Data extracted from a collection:
★ ★ ★ ★ ★

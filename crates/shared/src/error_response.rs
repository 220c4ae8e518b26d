//! # エラーレスポンス（RFC 9457 Problem Details）
//!
//! ## 設計
//!
//! - `ErrorResponse` は純粋なデータ構造（`Serialize` / `Deserialize` のみ）
//! - axum の `IntoResponse` 変換はアプリ側の責務（shared に axum 依存を入れない）
//! - よく使うエラー種別は便利コンストラクタで提供し、URI のハードコードを排除

use serde::{Deserialize, Serialize};

/// error_type URI のベースパス
const ERROR_TYPE_BASE: &str = "https://forum.example.com/errors";

/// エラーレスポンス（RFC 9457 Problem Details）
///
/// `type` フィールドは URI で問題の種類を識別する。
#[derive(Debug, Clone, PartialEq, Eq, Serialize, Deserialize)]
pub struct ErrorResponse {
    #[serde(rename = "type")]
    pub error_type: String,
    pub title:      String,
    pub status:     u16,
    pub detail:     String,
}

impl ErrorResponse {
    /// 汎用コンストラクタ
    ///
    /// `error_type_suffix` はベース URI に付加される（例: `"duplicate-vote"`）。
    pub fn new(
        error_type_suffix: &str,
        title: impl Into<String>,
        status: u16,
        detail: impl Into<String>,
    ) -> Self {
        Self {
            error_type: format!("{ERROR_TYPE_BASE}/{error_type_suffix}"),
            title: title.into(),
            status,
            detail: detail.into(),
        }
    }

    /// 400 Bad Request
    pub fn bad_request(detail: impl Into<String>) -> Self {
        Self::new("bad-request", "Bad Request", 400, detail)
    }

    /// 401 Unauthorized
    pub fn unauthorized(detail: impl Into<String>) -> Self {
        Self::new("unauthorized", "Unauthorized", 401, detail)
    }

    /// 403 Forbidden
    pub fn forbidden(detail: impl Into<String>) -> Self {
        Self::new("forbidden", "Forbidden", 403, detail)
    }

    /// 404 Not Found
    pub fn not_found(detail: impl Into<String>) -> Self {
        Self::new("not-found", "Not Found", 404, detail)
    }

    /// 409 Conflict
    pub fn conflict(detail: impl Into<String>) -> Self {
        Self::new("conflict", "Conflict", 409, detail)
    }

    /// 422 Unprocessable Entity
    pub fn unprocessable_entity(detail: impl Into<String>) -> Self {
        Self::new("unprocessable-entity", "Unprocessable Entity", 422, detail)
    }

    /// 500 Internal Server Error
    ///
    /// detail は固定値（内部情報を漏らさないため）。
    pub fn internal_error() -> Self {
        Self::new(
            "internal-error",
            "Internal Server Error",
            500,
            "内部エラーが発生しました",
        )
    }
}

#[cfg(test)]
mod tests {
    use super::*;

    #[test]
    fn test_newでerror_typeにベースuriが付く() {
        let error = ErrorResponse::new("duplicate-vote", "Duplicate Vote", 400, "二重投票");

        assert_eq!(
            error.error_type,
            "https://forum.example.com/errors/duplicate-vote"
        );
        assert_eq!(error.title, "Duplicate Vote");
        assert_eq!(error.status, 400);
    }

    #[test]
    fn test_internal_errorは固定detailを返す() {
        let error = ErrorResponse::internal_error();

        assert_eq!(error.status, 500);
        assert_eq!(error.detail, "内部エラーが発生しました");
    }

    #[test]
    fn test_jsonシリアライズでtypeフィールド名が正しい() {
        let error = ErrorResponse::forbidden("権限がありません");
        let json = serde_json::to_value(&error).unwrap();

        assert_eq!(json["type"], "https://forum.example.com/errors/forbidden");
        assert_eq!(json["status"], 403);
        assert!(json.get("error_type").is_none());
    }

    #[test]
    fn test_全便利コンストラクタのstatusが正しい() {
        assert_eq!(ErrorResponse::bad_request("").status, 400);
        assert_eq!(ErrorResponse::unauthorized("").status, 401);
        assert_eq!(ErrorResponse::forbidden("").status, 403);
        assert_eq!(ErrorResponse::not_found("").status, 404);
        assert_eq!(ErrorResponse::conflict("").status, 409);
        assert_eq!(ErrorResponse::unprocessable_entity("").status, 422);
        assert_eq!(ErrorResponse::internal_error().status, 500);
    }
}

★ ★ ★ ★ ★

Problem details: In the records above, find each line with the word "shared" and copy it.

Answer area:
filename crates/shared/src/error_response.rs
//! - axum の `IntoResponse` 変換はアプリ側の責務（shared に axum 依存を入れない）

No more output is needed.